▶ [Data to process]:
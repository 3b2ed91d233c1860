use lazy_static::lazy_static;
use regex::Regex;
use std::path::Path;

lazy_static! {
    static ref VARIABLE_NAME_REGEX: Regex = Regex::new(r"^[A-Za-z0-9_]+$").unwrap();
}

pub fn validate_path_exists(path: &str) -> Result<String, String> {
    if Path::new(path).exists() {
        Ok(path.to_string())
    } else {
        Err(format!("Path does not exist: {path}"))
    }
}

/// Checks `NAME=VALUE`, where NAME is usable inside `{{...}}`.
pub fn validate_variable(variable: &str) -> Result<String, String> {
    parse_variable(variable).map(|_| variable.to_string())
}

pub fn parse_variable(variable: &str) -> Result<(String, String), String> {
    let (name, value) = variable
        .split_once('=')
        .ok_or_else(|| "Variable must be in format NAME=VALUE".to_string())?;

    if !VARIABLE_NAME_REGEX.is_match(name) {
        return Err(format!(
            "Invalid variable name '{name}': use letters, digits and underscores"
        ));
    }
    Ok((name.to_string(), value.to_string()))
}

pub fn validate_limit(limit: &str) -> Result<usize, String> {
    match limit.parse::<usize>() {
        Ok(n) if n > 0 => Ok(n),
        _ => Err("Limit must be a positive integer".to_string()),
    }
}
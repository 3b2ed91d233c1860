//! HTTP relay that forwards proxied calls and history writes to the backend.

pub mod config;
pub mod error;
pub mod handlers;

pub use config::RelayConfig;
pub use error::RelayError;
pub use handlers::RelayState;

use axum::{
    routing::{get, post},
    Router,
};
use handlers::{health_handler, history_handler, proxy_handler};
use std::future::Future;
use std::io;
use tokio::net::TcpListener;
use tower_http::trace::TraceLayer;
use tracing::info;

pub fn router(state: RelayState) -> Router {
    Router::new()
        .route("/health", get(health_handler))
        .route(
            "/api/proxy/*path",
            get(proxy_handler)
                .post(proxy_handler)
                .put(proxy_handler)
                .delete(proxy_handler)
                .patch(proxy_handler),
        )
        .route("/api/history", post(history_handler))
        .with_state(state)
        .layer(TraceLayer::new_for_http())
}

/// Binds `config.host:config.port` and serves until `shutdown` resolves.
pub async fn serve<F>(config: &RelayConfig, shutdown: F) -> io::Result<()>
where
    F: Future<Output = ()> + Send + 'static,
{
    let addr = config
        .socket_addr()
        .map_err(|e| io::Error::new(io::ErrorKind::InvalidInput, e))?;
    let listener = TcpListener::bind(addr).await?;
    serve_listener(listener, config, shutdown).await
}

pub async fn serve_listener<F>(listener: TcpListener, config: &RelayConfig, shutdown: F) -> io::Result<()>
where
    F: Future<Output = ()> + Send + 'static,
{
    let address = listener.local_addr()?;
    info!(%address, backend = config.backend_url(), "relay listening");

    axum::serve(listener, router(RelayState::new(config.backend_url())))
        .with_graceful_shutdown(shutdown)
        .await?;

    info!("relay shutdown complete");
    Ok(())
}
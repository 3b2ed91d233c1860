use tracing_subscriber::{fmt, layer::SubscriberExt, util::SubscriberInitExt, EnvFilter};

pub struct Logger;

impl Logger {
    /// Installs the stderr subscriber. `RUST_LOG` takes precedence over `debug`.
    pub fn init(debug: bool) {
        let default_level = if debug { "debug" } else { "warn" };
        let filter =
            EnvFilter::try_from_default_env().unwrap_or_else(|_| EnvFilter::new(default_level));

        let _ = tracing_subscriber::registry()
            .with(filter)
            .with(fmt::layer().with_writer(std::io::stderr).with_target(debug))
            .try_init();
    }
}
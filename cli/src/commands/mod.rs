pub mod collection;
pub mod env;
pub mod history;
pub mod request;
pub mod serve;
pub mod shared;
pub mod validators;

use clap::Subcommand;

#[derive(Subcommand)]
pub enum Commands {
    Request(request::RequestCommand),
    Env(env::EnvCommand),
    History(history::HistoryCommand),
    Collection(collection::CollectionCommand),
    Serve(serve::ServeArgs),
}
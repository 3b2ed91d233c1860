pub mod auth;
pub mod body;
pub mod collection;
pub mod environment;
pub mod history;
pub mod http_method;
pub mod key_value;
pub mod request_config;
pub mod response;

pub use auth::Auth;
pub use body::{Body, BodyType};
pub use collection::{
    Collection, CreateCollectionInput, SaveRequestInput, SavedRequest, UpdateCollectionInput,
};
pub use environment::{CreateEnvironmentInput, Environment, UpdateEnvironmentInput};
pub use history::{HistoryEntry, HistoryFilter, NewHistoryEntry, StatusFilter};
pub use http_method::HttpMethod;
pub use key_value::{KeyValue, KeyValueField};
pub use request_config::RequestConfig;
pub use response::ApiResponse;
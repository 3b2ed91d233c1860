pub fn app_version() -> &'static str {
    env!("CARGO_PKG_VERSION")
}

/// `User-Agent` sent on direct requests that do not set one.
pub fn user_agent() -> String {
    format!("apeye/{}", app_version())
}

▶ [What is expected]: Please retype all of the data above exactly as it appears.

▶ [Expected answer]:
repository 3b2ed91d233c1860
use lazy_static::lazy_static;
use regex::Regex;
use std::path::Path;

lazy_static! {
    static ref VARIABLE_NAME_REGEX: Regex = Regex::new(r"^[A-Za-z0-9_]+$").unwrap();
}

pub fn validate_path_exists(path: &str) -> Result<String, String> {
    if Path::new(path).exists() {
        Ok(path.to_string())
    } else {
        Err(format!("Path does not exist: {path}"))
    }
}

/// Checks `NAME=VALUE`, where NAME is usable inside `{{...}}`.
pub fn validate_variable(variable: &str) -> Result<String, String> {
    parse_variable(variable).map(|_| variable.to_string())
}

pub fn parse_variable(variable: &str) -> Result<(String, String), String> {
    let (name, value) = variable
        .split_once('=')
        .ok_or_else(|| "Variable must be in format NAME=VALUE".to_string())?;

    if !VARIABLE_NAME_REGEX.is_match(name) {
        return Err(format!(
            "Invalid variable name '{name}': use letters, digits and underscores"
        ));
    }
    Ok((name.to_string(), value.to_string()))
}

pub fn validate_limit(limit: &str) -> Result<usize, String> {
    match limit.parse::<usize>() {
        Ok(n) if n > 0 => Ok(n),
        _ => Err("Limit must be a positive integer".to_string()),
    }
}
repository 3b2ed91d233c1860
//! HTTP relay that forwards proxied calls and history writes to the backend.

pub mod config;
pub mod error;
pub mod handlers;

pub use config::RelayConfig;
pub use error::RelayError;
pub use handlers::RelayState;

use axum::{
    routing::{get, post},
    Router,
};
use handlers::{health_handler, history_handler, proxy_handler};
use std::future::Future;
use std::io;
use tokio::net::TcpListener;
use tower_http::trace::TraceLayer;
use tracing::info;

pub fn router(state: RelayState) -> Router {
    Router::new()
        .route("/health", get(health_handler))
        .route(
            "/api/proxy/*path",
            get(proxy_handler)
                .post(proxy_handler)
                .put(proxy_handler)
                .delete(proxy_handler)
                .patch(proxy_handler),
        )
        .route("/api/history", post(history_handler))
        .with_state(state)
        .layer(TraceLayer::new_for_http())
}

/// Binds `config.host:config.port` and serves until `shutdown` resolves.
pub async fn serve<F>(config: &RelayConfig, shutdown: F) -> io::Result<()>
where
    F: Future<Output = ()> + Send + 'static,
{
    let addr = config
        .socket_addr()
        .map_err(|e| io::Error::new(io::ErrorKind::InvalidInput, e))?;
    let listener = TcpListener::bind(addr).await?;
    serve_listener(listener, config, shutdown).await
}

pub async fn serve_listener<F>(listener: TcpListener, config: &RelayConfig, shutdown: F) -> io::Result<()>
where
    F: Future<Output = ()> + Send + 'static,
{
    let address = listener.local_addr()?;
    info!(%address, backend = config.backend_url(), "relay listening");

    axum::serve(listener, router(RelayState::new(config.backend_url())))
        .with_graceful_shutdown(shutdown)
        .await?;

    info!("relay shutdown complete");
    Ok(())
}
repository 3b2ed91d233c1860
use tracing_subscriber::{fmt, layer::SubscriberExt, util::SubscriberInitExt, EnvFilter};

pub struct Logger;

impl Logger {
    /// Installs the stderr subscriber. `RUST_LOG` takes precedence over `debug`.
    pub fn init(debug: bool) {
        let default_level = if debug { "debug" } else { "warn" };
        let filter =
            EnvFilter::try_from_default_env().unwrap_or_else(|_| EnvFilter::new(default_level));

        let _ = tracing_subscriber::registry()
            .with(filter)
            .with(fmt::layer().with_writer(std::io::stderr).with_target(debug))
            .try_init();
    }
}
filename cli/src/commands/mod.rs
pub mod collection;
pub mod env;
pub mod history;
pub mod request;
pub mod serve;
pub mod shared;
pub mod validators;

use clap::Subcommand;

#[derive(Subcommand)]
pub enum Commands {
    Request(request::RequestCommand),
    Env(env::EnvCommand),
    History(history::HistoryCommand),
    Collection(collection::CollectionCommand),
    Serve(serve::ServeArgs),
}
repository 3b2ed91d233c1860
pub mod auth;
pub mod body;
pub mod collection;
pub mod environment;
pub mod history;
pub mod http_method;
pub mod key_value;
pub mod request_config;
pub mod response;

pub use auth::Auth;
pub use body::{Body, BodyType};
pub use collection::{
    Collection, CreateCollectionInput, SaveRequestInput, SavedRequest, UpdateCollectionInput,
};
pub use environment::{CreateEnvironmentInput, Environment, UpdateEnvironmentInput};
pub use history::{HistoryEntry, HistoryFilter, NewHistoryEntry, StatusFilter};
pub use http_method::HttpMethod;
pub use key_value::{KeyValue, KeyValueField};
pub use request_config::RequestConfig;
pub use response::ApiResponse;
repository 3b2ed91d233c1860
pub fn app_version() -> &'static str {
    env!("CARGO_PKG_VERSION")
}

/// `User-Agent` sent on direct requests that do not set one.
pub fn user_agent() -> String {
    format!("apeye/{}", app_version())
}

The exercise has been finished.